▶ _Task item_: Copy out again, unchanged, the listing below from the line that has "#[derive(Debug, Clone, Copy, PartialEq, Eq, Hash, Deserialize)]" through the line that has "f.write_str(self.as_str())".

▶ _Data excerpts_:
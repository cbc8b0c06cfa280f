//! Technical indicator implementations.
//!
//! Each indicator has two forms:
//! - a scalar function over an oldest-first `&[f64]`, returning `None` on insufficient data
//! - a history function over bars, producing one [`IndicatorPoint`] per bar
//!
//! The history point at index `i` always equals the scalar over `bars[..=i]`.

pub mod avg_volume;
pub mod ema;
pub mod rsi;
pub mod sma;

use crate::domain::ohlcv::OhlcvBar;
use chrono::NaiveDateTime;
use std::fmt;

/// Function names accepted in rule expressions.
pub const FUNCTION_NAMES: [&str; 4] = ["RSI", "SMA", "EMA", "avgVolume"];

#[derive(Debug, Clone, PartialEq)]
pub struct IndicatorPoint {
    pub datetime: NaiveDateTime,
    pub valid: bool,
    pub value: f64,
}

#[derive(Debug, Clone, Copy, PartialEq, Eq, Hash)]
pub enum IndicatorType {
    Rsi(usize),
    Sma(usize),
    Ema(usize),
    AvgVolume(usize),
}

#[derive(Debug, Clone)]
pub struct IndicatorSeries {
    pub indicator_type: IndicatorType,
    pub values: Vec<IndicatorPoint>,
}

impl IndicatorType {
    /// Resolve a function name (case-insensitive) and period into an indicator.
    pub fn from_call(name: &str, period: usize) -> Option<Self> {
        match name.to_ascii_lowercase().as_str() {
            "rsi" => Some(IndicatorType::Rsi(period)),
            "sma" => Some(IndicatorType::Sma(period)),
            "ema" => Some(IndicatorType::Ema(period)),
            "avgvolume" => Some(IndicatorType::AvgVolume(period)),
            _ => None,
        }
    }

    pub fn is_known_function(name: &str) -> bool {
        FUNCTION_NAMES.iter().any(|f| f.eq_ignore_ascii_case(name))
    }

    pub fn name(&self) -> &'static str {
        match self {
            IndicatorType::Rsi(_) => "RSI",
            IndicatorType::Sma(_) => "SMA",
            IndicatorType::Ema(_) => "EMA",
            IndicatorType::AvgVolume(_) => "avgVolume",
        }
    }

    pub fn period(&self) -> usize {
        match self {
            IndicatorType::Rsi(p)
            | IndicatorType::Sma(p)
            | IndicatorType::Ema(p)
            | IndicatorType::AvgVolume(p) => *p,
        }
    }

    /// Warmup factor applied to the period when sizing the fetch window.
    /// Smoothed indicators need extra history to converge.
    pub fn lookback_multiplier(&self) -> usize {
        match self {
            IndicatorType::Rsi(_) | IndicatorType::Ema(_) => 3,
            IndicatorType::Sma(_) | IndicatorType::AvgVolume(_) => 2,
        }
    }

    /// Scalar value over oldest-first closes and volumes.
    pub fn compute(&self, closes: &[f64], volumes: &[f64]) -> Option<f64> {
        match *self {
            IndicatorType::Rsi(p) => rsi::rsi(closes, p),
            IndicatorType::Sma(p) => sma::sma(closes, p),
            IndicatorType::Ema(p) => ema::ema(closes, p),
            IndicatorType::AvgVolume(p) => avg_volume::avg_volume(volumes, p),
        }
    }

    /// Per-bar history over oldest-first bars.
    pub fn history(&self, bars: &[OhlcvBar]) -> IndicatorSeries {
        match *self {
            IndicatorType::Rsi(p) => rsi::calculate_rsi(bars, p),
            IndicatorType::Sma(p) => sma::calculate_sma(bars, p),
            IndicatorType::Ema(p) => ema::calculate_ema(bars, p),
            IndicatorType::AvgVolume(p) => avg_volume::calculate_avg_volume(bars, p),
        }
    }
}

impl fmt::Display for IndicatorType {
    fn fmt(&self, f: &mut fmt::Formatter<'_>) -> fmt::Result {
        write!(f, "{}({})", self.name(), self.period())
    }
}

/// Zip per-bar optional values with bar datetimes.
pub(crate) fn to_points(bars: &[OhlcvBar], values: Vec<Option<f64>>) -> Vec<IndicatorPoint> {
    bars.iter()
        .zip(values)
        .map(|(bar, v)| IndicatorPoint {
            datetime: bar.datetime,
            valid: v.is_some(),
            value: v.unwrap_or(0.0),
        })
        .collect()
}
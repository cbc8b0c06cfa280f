//! RSI (Relative Strength Index).
//!
//! Uses Wilder's smoothing for average gain/loss calculation:
//! - First average: simple mean of gains/losses over the first n price changes
//! - Subsequent: avg = (prev_avg * (n-1) + current) / n
//!
//! Formula: RSI = 100 - (100 / (1 + avg_gain / avg_loss))
//! If avg_loss == 0: RSI = 100, or 50 when avg_gain is also 0 (flat series).
//!
//! Warmup: first n bars are invalid (need n price changes to compute initial average).

use crate::domain::indicator::{to_points, IndicatorSeries, IndicatorType};
use crate::domain::ohlcv::OhlcvBar;

pub fn rsi(closes: &[f64], period: usize) -> Option<f64> {
    rsi_values(closes, period).pop().flatten()
}

fn rsi_from_averages(avg_gain: f64, avg_loss: f64) -> f64 {
    if avg_loss == 0.0 {
        if avg_gain == 0.0 { 50.0 } else { 100.0 }
    } else {
        100.0 - (100.0 / (1.0 + avg_gain / avg_loss))
    }
}

fn rsi_values(closes: &[f64], period: usize) -> Vec<Option<f64>> {
    let mut values = vec![None; closes.len()];
    if period == 0 || closes.len() <= period {
        return values;
    }

    let (gains, losses): (Vec<f64>, Vec<f64>) = closes
        .windows(2)
        .map(|w| {
            let change = w[1] - w[0];
            (change.max(0.0), (-change).max(0.0))
        })
        .unzip();

    let mut avg_gain = gains[..period].iter().sum::<f64>() / period as f64;
    let mut avg_loss = losses[..period].iter().sum::<f64>() / period as f64;
    values[period] = Some(rsi_from_averages(avg_gain, avg_loss));

    for change_idx in period..gains.len() {
        avg_gain = (avg_gain * (period - 1) as f64 + gains[change_idx]) / period as f64;
        avg_loss = (avg_loss * (period - 1) as f64 + losses[change_idx]) / period as f64;
        values[change_idx + 1] = Some(rsi_from_averages(avg_gain, avg_loss));
    }

    values
}

pub fn calculate_rsi(bars: &[OhlcvBar], period: usize) -> IndicatorSeries {
    let closes: Vec<f64> = bars.iter().map(|b| b.close).collect();
    IndicatorSeries {
        indicator_type: IndicatorType::Rsi(period),
        values: to_points(bars, rsi_values(&closes, period)),
    }
}
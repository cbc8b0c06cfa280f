//! Position sizing for triggered rules.

use crate::domain::context::EvaluationContext;
use crate::domain::error::{RuleError, SizingError};
use crate::domain::rule_eval::{evaluate, Value};
use crate::domain::rule_parser::parse;
use crate::domain::rule_validate::validate;
use serde::Deserialize;
use std::fmt;

#[derive(Debug, Clone, Copy, PartialEq, Eq, Hash, Deserialize)]
#[serde(rename_all = "UPPERCASE")]
pub enum QuantityType {
    Fixed,
    Percentage,
    Expression,
}

impl QuantityType {
    pub fn as_str(&self) -> &'static str {
        match self {
            QuantityType::Fixed => "FIXED",
            QuantityType::Percentage => "PERCENTAGE",
            QuantityType::Expression => "EXPRESSION",
        }
    }
}

impl fmt::Display for QuantityType {
    fn fmt(&self, f: &mut fmt::Formatter<'_>) -> fmt::Result {
        f.write_str(self.as_str())
    }
}

/// Unrounded share count for a rule; the caller floors it to whole shares.
pub fn compute_quantity(
    quantity_type: QuantityType,
    value: &str,
    ctx: &EvaluationContext<'_>,
    available_cash: Option<f64>,
) -> Result<f64, RuleError> {
    match quantity_type {
        QuantityType::Fixed => Ok(parse_positive(quantity_type, value)?),
        QuantityType::Percentage => {
            let percent = parse_positive(quantity_type, value)?;
            if percent > 100.0 {
                return Err(SizingError::PercentageOutOfRange { value: percent }.into());
            }
            let cash = available_cash.ok_or(SizingError::MissingCash)?;
            let price = ctx.price();
            if price <= 0.0 {
                return Err(SizingError::NonPositivePrice { price }.into());
            }
            Ok(cash * percent / 100.0 / price)
        }
        QuantityType::Expression => {
            let expr = parse(value)?;
            validate(&expr)?;
            match evaluate(&expr, ctx)? {
                Value::Num(n) if n.is_finite() && n > 0.0 => Ok(n),
                Value::Num(n) if n.is_finite() => {
                    Err(SizingError::NonPositive { quantity: n }.into())
                }
                Value::Num(n) => Err(SizingError::NonNumericResult {
                    found: n.to_string(),
                }
                .into()),
                other => Err(SizingError::NonNumericResult {
                    found: other.type_name().to_string(),
                }
                .into()),
            }
        }
    }
}

fn parse_positive(quantity_type: QuantityType, value: &str) -> Result<f64, SizingError> {
    let invalid = || SizingError::InvalidValue {
        quantity_type: quantity_type.as_str(),
        value: value.to_string(),
    };
    let parsed: f64 = value.trim().parse().map_err(|_| invalid())?;
    if !parsed.is_finite() || parsed <= 0.0 {
        return Err(invalid());
    }
    Ok(parsed)
}
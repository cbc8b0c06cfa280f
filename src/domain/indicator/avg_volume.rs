//! Average volume: mean of the most recent `period` bar volumes.

use crate::domain::indicator::sma::{rolling_mean, sma};
use crate::domain::indicator::{to_points, IndicatorSeries, IndicatorType};
use crate::domain::ohlcv::OhlcvBar;

pub fn avg_volume(volumes: &[f64], period: usize) -> Option<f64> {
    sma(volumes, period)
}

pub fn calculate_avg_volume(bars: &[OhlcvBar], period: usize) -> IndicatorSeries {
    let volumes: Vec<f64> = bars.iter().map(|b| b.volume).collect();
    IndicatorSeries {
        indicator_type: IndicatorType::AvgVolume(period),
        values: to_points(bars, rolling_mean(&volumes, period)),
    }
}
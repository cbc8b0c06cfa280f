//! Simple Moving Average.
//!
//! Mean of the most recent `period` closes. Warmup: first (n-1) bars are invalid.

use crate::domain::indicator::{to_points, IndicatorSeries, IndicatorType};
use crate::domain::ohlcv::OhlcvBar;

pub fn sma(values: &[f64], period: usize) -> Option<f64> {
    if period == 0 || values.len() < period {
        return None;
    }
    let window = &values[values.len() - period..];
    Some(window.iter().sum::<f64>() / period as f64)
}

/// Rolling mean for every index; `None` until the window is full.
pub(crate) fn rolling_mean(values: &[f64], period: usize) -> Vec<Option<f64>> {
    if period == 0 {
        return vec![None; values.len()];
    }
    let mut out = Vec::with_capacity(values.len());
    let mut sum = 0.0;
    for (i, v) in values.iter().enumerate() {
        sum += v;
        if i >= period {
            sum -= values[i - period];
        }
        out.push(if i + 1 >= period {
            Some(sum / period as f64)
        } else {
            None
        });
    }
    out
}

pub fn calculate_sma(bars: &[OhlcvBar], period: usize) -> IndicatorSeries {
    let closes: Vec<f64> = bars.iter().map(|b| b.close).collect();
    IndicatorSeries {
        indicator_type: IndicatorType::Sma(period),
        values: to_points(bars, rolling_mean(&closes, period)),
    }
}

#[cfg(test)]
mod tests {
    use super::*;
    use approx::assert_relative_eq;
    use chrono::NaiveDate;

    fn make_bars(prices: &[f64]) -> Vec<OhlcvBar> {
        prices
            .iter()
            .enumerate()
            .map(|(i, &close)| OhlcvBar {
                datetime: NaiveDate::from_ymd_opt(2024, 1, (i + 1) as u32)
                    .unwrap()
                    .and_hms_opt(0, 0, 0)
                    .unwrap(),
                open: close,
                high: close,
                low: close,
                close,
                volume: 1000.0,
            })
            .collect()
    }

    #[test]
    fn sma_of_three() {
        assert_eq!(sma(&[1.0, 2.0, 3.0], 3), Some(2.0));
    }

    #[test]
    fn sma_insufficient_data() {
        assert_eq!(sma(&[1.0, 2.0], 3), None);
        assert_eq!(sma(&[], 1), None);
    }

    #[test]
    fn sma_uses_most_recent_window() {
        assert_eq!(sma(&[100.0, 1.0, 2.0, 3.0], 3), Some(2.0));
    }

    #[test]
    fn sma_zero_period() {
        assert_eq!(sma(&[1.0, 2.0], 0), None);
    }

    #[test]
    fn sma_constant_series() {
        let values = vec![42.5; 30];
        for period in [1, 5, 30] {
            assert_relative_eq!(sma(&values, period).unwrap(), 42.5);
        }
    }

    #[test]
    fn history_warmup_and_values() {
        let bars = make_bars(&[10.0, 20.0, 30.0, 40.0]);
        let series = calculate_sma(&bars, 2);

        assert_eq!(series.indicator_type, IndicatorType::Sma(2));
        assert_eq!(series.values.len(), 4);
        assert!(!series.values[0].valid);
        assert_relative_eq!(series.values[1].value, 15.0);
        assert_relative_eq!(series.values[2].value, 25.0);
        assert_relative_eq!(series.values[3].value, 35.0);
    }

    #[test]
    fn history_matches_scalar_prefixes() {
        let closes = [5.0, 3.0, 8.0, 1.0, 9.0, 2.0];
        let bars = make_bars(&closes);
        let series = calculate_sma(&bars, 3);
        for (i, point) in series.values.iter().enumerate() {
            match sma(&closes[..=i], 3) {
                Some(v) => {
                    assert!(point.valid);
                    assert_relative_eq!(point.value, v, epsilon = 1e-12);
                }
                None => assert!(!point.valid),
            }
        }
    }
}
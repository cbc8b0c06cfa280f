//! Configuration validation.
//!
//! Validates the engine config before a batch runs.

use crate::domain::error::RuletraderError;
use crate::domain::rule_validate::MAX_LOOKBACK_DAYS;
use crate::ports::config_port::ConfigPort;

pub fn validate_engine_config(config: &dyn ConfigPort) -> Result<(), RuletraderError> {
    validate_data_path(config)?;
    validate_batch_config(config)
}

/// Everything except `[data]`, for callers that supply the price directory themselves.
pub fn validate_batch_config(config: &dyn ConfigPort) -> Result<(), RuletraderError> {
    validate_min_fetch_days(config)?;
    validate_cash(config)?;
    Ok(())
}

fn validate_data_path(config: &dyn ConfigPort) -> Result<(), RuletraderError> {
    match config.get_string("data", "path") {
        None => Err(RuletraderError::ConfigMissing {
            section: "data".to_string(),
            key: "path".to_string(),
        }),
        Some(s) if s.trim().is_empty() => Err(RuletraderError::ConfigInvalid {
            section: "data".to_string(),
            key: "path".to_string(),
            reason: "path must not be empty".to_string(),
        }),
        Some(_) => Ok(()),
    }
}

fn validate_min_fetch_days(config: &dyn ConfigPort) -> Result<(), RuletraderError> {
    let Some(raw) = config.get_string("batch", "min_fetch_days") else {
        return Ok(());
    };
    let invalid = || RuletraderError::ConfigInvalid {
        section: "batch".to_string(),
        key: "min_fetch_days".to_string(),
        reason: format!("min_fetch_days must be between 1 and {}", MAX_LOOKBACK_DAYS),
    };
    let days: i64 = raw.trim().parse().map_err(|_| invalid())?;
    if days < 1 || days > MAX_LOOKBACK_DAYS as i64 {
        return Err(invalid());
    }
    Ok(())
}

fn validate_cash(config: &dyn ConfigPort) -> Result<(), RuletraderError> {
    let mut keys = config.keys("cash");
    keys.sort();
    for key in keys {
        let value = config
            .get_string("cash", &key)
            .and_then(|s| s.trim().parse::<f64>().ok());
        match value {
            Some(v) if v.is_finite() && v >= 0.0 => {}
            _ => {
                return Err(RuletraderError::ConfigInvalid {
                    section: "cash".to_string(),
                    key,
                    reason: "cash must be a non-negative number".to_string(),
                });
            }
        }
    }
    Ok(())
}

▶ _Answer to this task_:
#[derive(Debug, Clone, Copy, PartialEq, Eq, Hash, Deserialize)]
#[serde(rename_all = "UPPERCASE")]
pub enum QuantityType {
    Fixed,
    Percentage,
    Expression,
}

impl QuantityType {
    pub fn as_str(&self) -> &'static str {
        match self {
            QuantityType::Fixed => "FIXED",
            QuantityType::Percentage => "PERCENTAGE",
            QuantityType::Expression => "EXPRESSION",
        }
    }
}

impl fmt::Display for QuantityType {
    fn fmt(&self, f: &mut fmt::Formatter<'_>) -> fmt::Result {
        f.write_str(self.as_str())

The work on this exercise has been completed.